INSTRUCTIONS FOR THE TASK:
Count, in the entries below, the lines in which "ErrorMessage" occurs. Give the number, nothing more.

PROVIDED RECORDS:
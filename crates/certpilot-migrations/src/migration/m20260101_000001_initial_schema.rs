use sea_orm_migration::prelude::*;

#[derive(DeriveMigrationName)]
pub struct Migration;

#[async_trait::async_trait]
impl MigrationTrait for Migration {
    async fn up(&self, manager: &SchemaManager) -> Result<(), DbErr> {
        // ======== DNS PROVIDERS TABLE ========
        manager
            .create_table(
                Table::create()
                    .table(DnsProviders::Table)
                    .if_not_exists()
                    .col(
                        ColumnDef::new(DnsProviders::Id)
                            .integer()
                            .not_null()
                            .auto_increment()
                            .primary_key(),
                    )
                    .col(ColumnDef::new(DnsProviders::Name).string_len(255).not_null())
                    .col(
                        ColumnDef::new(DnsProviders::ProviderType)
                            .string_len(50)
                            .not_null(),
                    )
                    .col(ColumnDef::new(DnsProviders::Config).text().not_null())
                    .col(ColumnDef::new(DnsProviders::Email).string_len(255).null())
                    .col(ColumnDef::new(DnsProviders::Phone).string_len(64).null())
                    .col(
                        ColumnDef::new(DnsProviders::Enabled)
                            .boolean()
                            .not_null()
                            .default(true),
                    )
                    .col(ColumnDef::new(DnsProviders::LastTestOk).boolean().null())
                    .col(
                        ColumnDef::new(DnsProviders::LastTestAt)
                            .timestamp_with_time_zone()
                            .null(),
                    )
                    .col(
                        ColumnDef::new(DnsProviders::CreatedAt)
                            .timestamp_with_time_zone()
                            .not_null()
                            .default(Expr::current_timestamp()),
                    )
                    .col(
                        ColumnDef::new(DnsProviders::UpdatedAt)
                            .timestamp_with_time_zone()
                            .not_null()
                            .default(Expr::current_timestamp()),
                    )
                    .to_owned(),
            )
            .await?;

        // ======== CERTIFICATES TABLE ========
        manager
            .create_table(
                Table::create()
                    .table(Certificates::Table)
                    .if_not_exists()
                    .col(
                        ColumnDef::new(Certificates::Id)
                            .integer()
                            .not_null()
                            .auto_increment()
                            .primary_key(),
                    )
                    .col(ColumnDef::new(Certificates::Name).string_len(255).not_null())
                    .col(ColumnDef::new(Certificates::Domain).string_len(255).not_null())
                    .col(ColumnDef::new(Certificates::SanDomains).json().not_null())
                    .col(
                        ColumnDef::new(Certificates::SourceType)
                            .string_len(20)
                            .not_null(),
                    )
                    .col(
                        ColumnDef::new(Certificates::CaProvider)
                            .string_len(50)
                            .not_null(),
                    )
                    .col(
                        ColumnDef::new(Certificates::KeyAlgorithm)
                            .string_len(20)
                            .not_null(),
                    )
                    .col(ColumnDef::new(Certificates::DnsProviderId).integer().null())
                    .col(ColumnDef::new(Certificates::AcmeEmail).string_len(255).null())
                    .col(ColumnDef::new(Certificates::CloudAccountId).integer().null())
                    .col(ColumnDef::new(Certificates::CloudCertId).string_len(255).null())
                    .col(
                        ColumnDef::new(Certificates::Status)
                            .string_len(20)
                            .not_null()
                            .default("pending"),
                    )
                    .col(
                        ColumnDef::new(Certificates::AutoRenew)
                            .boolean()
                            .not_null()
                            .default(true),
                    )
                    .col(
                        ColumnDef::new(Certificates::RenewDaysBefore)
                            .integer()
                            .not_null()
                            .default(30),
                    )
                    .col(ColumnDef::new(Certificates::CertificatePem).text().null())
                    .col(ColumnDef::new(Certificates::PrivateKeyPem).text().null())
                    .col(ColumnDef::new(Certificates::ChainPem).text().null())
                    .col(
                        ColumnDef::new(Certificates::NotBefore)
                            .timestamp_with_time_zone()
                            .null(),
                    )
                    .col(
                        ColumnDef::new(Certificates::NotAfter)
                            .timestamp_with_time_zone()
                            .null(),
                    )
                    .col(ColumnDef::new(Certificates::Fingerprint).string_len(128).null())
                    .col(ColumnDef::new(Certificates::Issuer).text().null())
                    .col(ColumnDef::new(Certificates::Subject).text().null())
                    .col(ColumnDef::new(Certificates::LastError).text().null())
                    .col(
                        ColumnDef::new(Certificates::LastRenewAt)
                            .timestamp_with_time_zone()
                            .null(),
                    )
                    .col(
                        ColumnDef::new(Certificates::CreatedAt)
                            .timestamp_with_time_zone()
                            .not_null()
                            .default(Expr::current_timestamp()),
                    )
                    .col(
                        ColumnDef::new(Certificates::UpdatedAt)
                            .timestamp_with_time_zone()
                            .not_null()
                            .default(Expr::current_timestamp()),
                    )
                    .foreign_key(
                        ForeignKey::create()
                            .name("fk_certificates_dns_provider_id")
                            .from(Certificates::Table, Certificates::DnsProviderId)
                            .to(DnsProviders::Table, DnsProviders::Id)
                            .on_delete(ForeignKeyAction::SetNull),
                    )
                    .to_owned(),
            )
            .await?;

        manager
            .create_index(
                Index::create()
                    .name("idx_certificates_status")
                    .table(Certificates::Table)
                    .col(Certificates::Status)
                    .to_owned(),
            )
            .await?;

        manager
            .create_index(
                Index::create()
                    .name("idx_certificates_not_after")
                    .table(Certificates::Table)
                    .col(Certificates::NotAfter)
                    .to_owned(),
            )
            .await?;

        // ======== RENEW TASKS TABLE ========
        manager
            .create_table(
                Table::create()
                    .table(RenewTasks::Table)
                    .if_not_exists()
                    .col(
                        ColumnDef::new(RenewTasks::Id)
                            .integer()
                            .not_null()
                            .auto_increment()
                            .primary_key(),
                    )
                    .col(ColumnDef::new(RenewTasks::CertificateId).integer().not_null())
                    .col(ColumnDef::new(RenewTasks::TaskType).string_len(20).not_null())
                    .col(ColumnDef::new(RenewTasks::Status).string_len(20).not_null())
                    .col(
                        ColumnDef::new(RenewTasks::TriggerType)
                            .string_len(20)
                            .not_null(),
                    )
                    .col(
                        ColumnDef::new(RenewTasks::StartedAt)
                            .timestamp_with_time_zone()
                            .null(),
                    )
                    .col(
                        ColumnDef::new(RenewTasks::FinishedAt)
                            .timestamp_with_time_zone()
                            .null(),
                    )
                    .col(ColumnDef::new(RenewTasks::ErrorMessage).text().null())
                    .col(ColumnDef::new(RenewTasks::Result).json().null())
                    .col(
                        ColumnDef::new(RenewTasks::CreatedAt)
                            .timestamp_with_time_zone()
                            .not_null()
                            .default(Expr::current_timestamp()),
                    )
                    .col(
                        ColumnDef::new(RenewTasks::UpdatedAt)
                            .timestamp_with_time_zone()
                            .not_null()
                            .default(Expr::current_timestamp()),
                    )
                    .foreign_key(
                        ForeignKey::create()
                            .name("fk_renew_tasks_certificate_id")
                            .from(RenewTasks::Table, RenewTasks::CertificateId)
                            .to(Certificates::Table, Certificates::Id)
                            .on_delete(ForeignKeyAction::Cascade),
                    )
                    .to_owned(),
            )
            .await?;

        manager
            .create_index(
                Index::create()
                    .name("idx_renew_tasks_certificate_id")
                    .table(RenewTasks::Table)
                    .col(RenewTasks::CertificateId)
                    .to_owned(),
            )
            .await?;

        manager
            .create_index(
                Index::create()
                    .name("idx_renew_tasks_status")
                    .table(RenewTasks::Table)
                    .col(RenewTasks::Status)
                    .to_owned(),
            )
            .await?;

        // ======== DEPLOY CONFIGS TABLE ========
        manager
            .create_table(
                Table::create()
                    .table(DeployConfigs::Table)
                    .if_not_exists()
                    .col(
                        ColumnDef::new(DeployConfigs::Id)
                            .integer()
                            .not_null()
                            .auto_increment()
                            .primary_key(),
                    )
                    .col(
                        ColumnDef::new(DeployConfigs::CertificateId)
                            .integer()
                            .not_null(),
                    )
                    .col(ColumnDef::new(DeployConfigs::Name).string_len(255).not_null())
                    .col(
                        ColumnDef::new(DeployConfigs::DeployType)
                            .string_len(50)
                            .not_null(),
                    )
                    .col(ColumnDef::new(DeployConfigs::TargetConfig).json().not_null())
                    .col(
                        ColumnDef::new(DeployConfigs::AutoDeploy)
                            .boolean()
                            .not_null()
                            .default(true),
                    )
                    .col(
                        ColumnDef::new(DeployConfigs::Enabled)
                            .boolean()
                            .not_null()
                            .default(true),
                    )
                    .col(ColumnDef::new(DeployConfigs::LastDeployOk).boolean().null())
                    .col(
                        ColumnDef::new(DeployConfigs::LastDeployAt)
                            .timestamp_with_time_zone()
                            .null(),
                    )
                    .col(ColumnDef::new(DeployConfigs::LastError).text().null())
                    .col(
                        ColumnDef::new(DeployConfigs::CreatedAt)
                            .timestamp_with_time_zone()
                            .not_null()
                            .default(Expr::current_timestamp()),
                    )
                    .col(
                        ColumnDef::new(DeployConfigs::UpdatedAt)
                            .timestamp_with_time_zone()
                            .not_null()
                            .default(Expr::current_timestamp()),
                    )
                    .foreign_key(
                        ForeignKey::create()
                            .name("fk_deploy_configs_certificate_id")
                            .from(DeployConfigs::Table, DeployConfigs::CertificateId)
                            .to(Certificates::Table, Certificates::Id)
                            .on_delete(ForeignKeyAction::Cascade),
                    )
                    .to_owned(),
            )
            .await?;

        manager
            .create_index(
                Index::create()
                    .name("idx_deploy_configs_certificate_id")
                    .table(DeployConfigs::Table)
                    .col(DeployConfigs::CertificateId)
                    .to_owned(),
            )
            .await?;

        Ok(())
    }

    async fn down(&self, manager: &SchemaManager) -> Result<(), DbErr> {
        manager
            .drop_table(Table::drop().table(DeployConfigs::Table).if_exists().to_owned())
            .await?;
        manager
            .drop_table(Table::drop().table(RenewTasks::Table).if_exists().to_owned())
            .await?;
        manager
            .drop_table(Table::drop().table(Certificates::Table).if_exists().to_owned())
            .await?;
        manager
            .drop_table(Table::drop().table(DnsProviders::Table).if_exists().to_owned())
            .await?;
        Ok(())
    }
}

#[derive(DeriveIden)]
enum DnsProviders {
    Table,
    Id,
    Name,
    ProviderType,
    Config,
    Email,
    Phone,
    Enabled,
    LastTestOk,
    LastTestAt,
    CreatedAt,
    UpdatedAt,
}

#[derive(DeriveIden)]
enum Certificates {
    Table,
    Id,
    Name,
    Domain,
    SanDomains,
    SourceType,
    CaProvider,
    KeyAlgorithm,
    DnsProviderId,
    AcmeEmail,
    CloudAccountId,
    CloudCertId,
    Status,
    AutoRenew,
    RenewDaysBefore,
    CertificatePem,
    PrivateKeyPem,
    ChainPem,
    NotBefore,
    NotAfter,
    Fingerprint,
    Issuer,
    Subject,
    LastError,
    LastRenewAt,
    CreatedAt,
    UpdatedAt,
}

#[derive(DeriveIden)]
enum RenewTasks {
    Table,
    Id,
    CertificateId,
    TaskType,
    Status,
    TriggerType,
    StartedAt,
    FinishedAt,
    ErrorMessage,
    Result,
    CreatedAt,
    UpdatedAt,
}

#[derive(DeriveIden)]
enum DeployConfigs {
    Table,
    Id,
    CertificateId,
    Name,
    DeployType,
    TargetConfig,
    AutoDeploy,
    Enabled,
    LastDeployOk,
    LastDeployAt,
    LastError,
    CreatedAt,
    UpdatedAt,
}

WRITTEN REPLY:
2